*Problem statement*: Please restate the data that follows, leaving every word in place.

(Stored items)
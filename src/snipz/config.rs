//! Configuration discovery.
//!
//! Environment variables are read through an [`EnvLookup`] passed in by the
//! caller, so resolution can be tested without touching the process
//! environment. Blank values count as unset.

use crate::error::{Result, SnipzError};
use crate::keygen::KeyStrategy;
use serde::{Deserialize, Serialize};
use std::fs;
use std::path::{Path, PathBuf};

pub const CONFIG_FILENAME: &str = "config.json";
const APP_DIR: &str = "snipz";
const HOME_DIR: &str = ".snipz";

const DEFAULT_EDITOR: &str = "nano";
const DEFAULT_PAGER: &str = "less";
#[cfg(target_os = "macos")]
const DEFAULT_OPENER: &str = "open";
#[cfg(not(target_os = "macos"))]
const DEFAULT_OPENER: &str = "xdg-open";

/// Looks up an environment variable by name.
pub type EnvLookup<'a> = dyn Fn(&str) -> Option<String> + 'a;

/// Reads the real process environment.
pub fn process_env(name: &str) -> Option<String> {
    std::env::var(name).ok()
}

fn lookup(env: &EnvLookup<'_>, name: &str) -> Option<String> {
    env(name).filter(|value| !value.trim().is_empty())
}

/// Optional settings stored in `<base>/config.json`. Every field may be omitted.
#[derive(Debug, Clone, Default, Serialize, Deserialize, PartialEq, Eq)]
pub struct SnipzConfig {
    /// How keys are generated when none is given
    #[serde(default)]
    pub key_strategy: KeyStrategy,

    #[serde(default, skip_serializing_if = "Option::is_none")]
    pub editor: Option<String>,

    #[serde(default, skip_serializing_if = "Option::is_none")]
    pub opener: Option<String>,

    #[serde(default, skip_serializing_if = "Option::is_none")]
    pub pager: Option<String>,
}

impl SnipzConfig {
    /// Load config from the given directory, or return defaults if not found
    pub fn load<P: AsRef<Path>>(config_dir: P) -> Result<Self> {
        let config_path = config_dir.as_ref().join(CONFIG_FILENAME);

        if !config_path.exists() {
            return Ok(Self::default());
        }

        let content = fs::read_to_string(&config_path)?;
        let config: SnipzConfig = serde_json::from_str(&content)?;
        log::debug!("loaded config from {}", config_path.display());
        Ok(config)
    }

    /// Editor command: config, `SNIPZ_EDITOR`, `EDITOR`, `VISUAL`, then `nano`.
    pub fn editor_command(&self, env: &EnvLookup<'_>) -> String {
        first_set(
            self.editor.as_deref(),
            env,
            &["SNIPZ_EDITOR", "EDITOR", "VISUAL"],
            DEFAULT_EDITOR,
        )
    }

    /// Opener command: config, `SNIPZ_OPENER`, then the platform default.
    pub fn opener_command(&self, env: &EnvLookup<'_>) -> String {
        first_set(self.opener.as_deref(), env, &["SNIPZ_OPENER"], DEFAULT_OPENER)
    }

    /// Pager command: config, `SNIPZ_PAGER`, `PAGER`, then `less`.
    pub fn pager_command(&self, env: &EnvLookup<'_>) -> String {
        first_set(
            self.pager.as_deref(),
            env,
            &["SNIPZ_PAGER", "PAGER"],
            DEFAULT_PAGER,
        )
    }
}

fn first_set(configured: Option<&str>, env: &EnvLookup<'_>, vars: &[&str], fallback: &str) -> String {
    configured
        .map(str::trim)
        .filter(|value| !value.is_empty())
        .map(str::to_string)
        .or_else(|| vars.iter().find_map(|var| lookup(env, var)))
        .unwrap_or_else(|| fallback.to_string())
}

/// Finds the base directory: `SNIPZ_HOME`, then `$XDG_DATA_HOME/snipz`,
/// then `<home>/.snipz`. A leading `~` is expanded and the result made absolute.
pub fn resolve_base_dir(env: &EnvLookup<'_>, home: Option<&Path>) -> Result<PathBuf> {
    let dir = if let Some(explicit) = lookup(env, "SNIPZ_HOME") {
        expand_tilde(explicit.trim(), home)?
    } else if let Some(data_home) = lookup(env, "XDG_DATA_HOME") {
        expand_tilde(data_home.trim(), home)?.join(APP_DIR)
    } else {
        home.map(|h| h.join(HOME_DIR))
            .ok_or_else(|| SnipzError::Config("could not determine home directory".to_string()))?
    };

    if dir.is_absolute() {
        Ok(dir)
    } else {
        Ok(std::env::current_dir()?.join(dir))
    }
}

fn expand_tilde(raw: &str, home: Option<&Path>) -> Result<PathBuf> {
    let rest = match raw.strip_prefix('~') {
        Some(rest) if rest.is_empty() || rest.starts_with('/') => rest.trim_start_matches('/'),
        _ => return Ok(PathBuf::from(raw)),
    };
    let home = home.ok_or_else(|| {
        SnipzError::Config(format!("cannot expand {raw:?}: no home directory"))
    })?;
    if rest.is_empty() {
        Ok(home.to_path_buf())
    } else {
        Ok(home.join(rest))
    }
}

/// The user's home directory, as reported by the platform.
pub fn home_dir() -> Option<PathBuf> {
    directories::BaseDirs::new().map(|dirs| dirs.home_dir().to_path_buf())
}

*Answer below*:
filename src/snipz/config.rs
//! Configuration discovery.
//!
//! Environment variables are read through an [`EnvLookup`] passed in by the
//! caller, so resolution can be tested without touching the process
//! environment. Blank values count as unset.

use crate::error::{Result, SnipzError};
use crate::keygen::KeyStrategy;
use serde::{Deserialize, Serialize};
use std::fs;
use std::path::{Path, PathBuf};

pub const CONFIG_FILENAME: &str = "config.json";
const APP_DIR: &str = "snipz";
const HOME_DIR: &str = ".snipz";

const DEFAULT_EDITOR: &str = "nano";
const DEFAULT_PAGER: &str = "less";
#[cfg(target_os = "macos")]
const DEFAULT_OPENER: &str = "open";
#[cfg(not(target_os = "macos"))]
const DEFAULT_OPENER: &str = "xdg-open";

/// Looks up an environment variable by name.
pub type EnvLookup<'a> = dyn Fn(&str) -> Option<String> + 'a;

/// Reads the real process environment.
pub fn process_env(name: &str) -> Option<String> {
    std::env::var(name).ok()
}

fn lookup(env: &EnvLookup<'_>, name: &str) -> Option<String> {
    env(name).filter(|value| !value.trim().is_empty())
}

/// Optional settings stored in `<base>/config.json`. Every field may be omitted.
#[derive(Debug, Clone, Default, Serialize, Deserialize, PartialEq, Eq)]
pub struct SnipzConfig {
    /// How keys are generated when none is given
    #[serde(default)]
    pub key_strategy: KeyStrategy,

    #[serde(default, skip_serializing_if = "Option::is_none")]
    pub editor: Option<String>,

    #[serde(default, skip_serializing_if = "Option::is_none")]
    pub opener: Option<String>,

    #[serde(default, skip_serializing_if = "Option::is_none")]
    pub pager: Option<String>,
}

impl SnipzConfig {
    /// Load config from the given directory, or return defaults if not found
    pub fn load<P: AsRef<Path>>(config_dir: P) -> Result<Self> {
        let config_path = config_dir.as_ref().join(CONFIG_FILENAME);

        if !config_path.exists() {
            return Ok(Self::default());
        }

        let content = fs::read_to_string(&config_path)?;
        let config: SnipzConfig = serde_json::from_str(&content)?;
        log::debug!("loaded config from {}", config_path.display());
        Ok(config)
    }

    /// Editor command: config, `SNIPZ_EDITOR`, `EDITOR`, `VISUAL`, then `nano`.
    pub fn editor_command(&self, env: &EnvLookup<'_>) -> String {
        first_set(
            self.editor.as_deref(),
            env,
            &["SNIPZ_EDITOR", "EDITOR", "VISUAL"],
            DEFAULT_EDITOR,
        )
    }

    /// Opener command: config, `SNIPZ_OPENER`, then the platform default.
    pub fn opener_command(&self, env: &EnvLookup<'_>) -> String {
        first_set(self.opener.as_deref(), env, &["SNIPZ_OPENER"], DEFAULT_OPENER)
    }

    /// Pager command: config, `SNIPZ_PAGER`, `PAGER`, then `less`.
    pub fn pager_command(&self, env: &EnvLookup<'_>) -> String {
        first_set(
            self.pager.as_deref(),
            env,
            &["SNIPZ_PAGER", "PAGER"],
            DEFAULT_PAGER,
        )
    }
}

fn first_set(configured: Option<&str>, env: &EnvLookup<'_>, vars: &[&str], fallback: &str) -> String {
    configured
        .map(str::trim)
        .filter(|value| !value.is_empty())
        .map(str::to_string)
        .or_else(|| vars.iter().find_map(|var| lookup(env, var)))
        .unwrap_or_else(|| fallback.to_string())
}

/// Finds the base directory: `SNIPZ_HOME`, then `$XDG_DATA_HOME/snipz`,
/// then `<home>/.snipz`. A leading `~` is expanded and the result made absolute.
pub fn resolve_base_dir(env: &EnvLookup<'_>, home: Option<&Path>) -> Result<PathBuf> {
    let dir = if let Some(explicit) = lookup(env, "SNIPZ_HOME") {
        expand_tilde(explicit.trim(), home)?
    } else if let Some(data_home) = lookup(env, "XDG_DATA_HOME") {
        expand_tilde(data_home.trim(), home)?.join(APP_DIR)
    } else {
        home.map(|h| h.join(HOME_DIR))
            .ok_or_else(|| SnipzError::Config("could not determine home directory".to_string()))?
    };

    if dir.is_absolute() {
        Ok(dir)
    } else {
        Ok(std::env::current_dir()?.join(dir))
    }
}

fn expand_tilde(raw: &str, home: Option<&Path>) -> Result<PathBuf> {
    let rest = match raw.strip_prefix('~') {
        Some(rest) if rest.is_empty() || rest.starts_with('/') => rest.trim_start_matches('/'),
        _ => return Ok(PathBuf::from(raw)),
    };
    let home = home.ok_or_else(|| {
        SnipzError::Config(format!("cannot expand {raw:?}: no home directory"))
    })?;
    if rest.is_empty() {
        Ok(home.to_path_buf())
    } else {
        Ok(home.join(rest))
    }
}

/// The user's home directory, as reported by the platform.
pub fn home_dir() -> Option<PathBuf> {
    directories::BaseDirs::new().map(|dirs| dirs.home_dir().to_path_buf())
}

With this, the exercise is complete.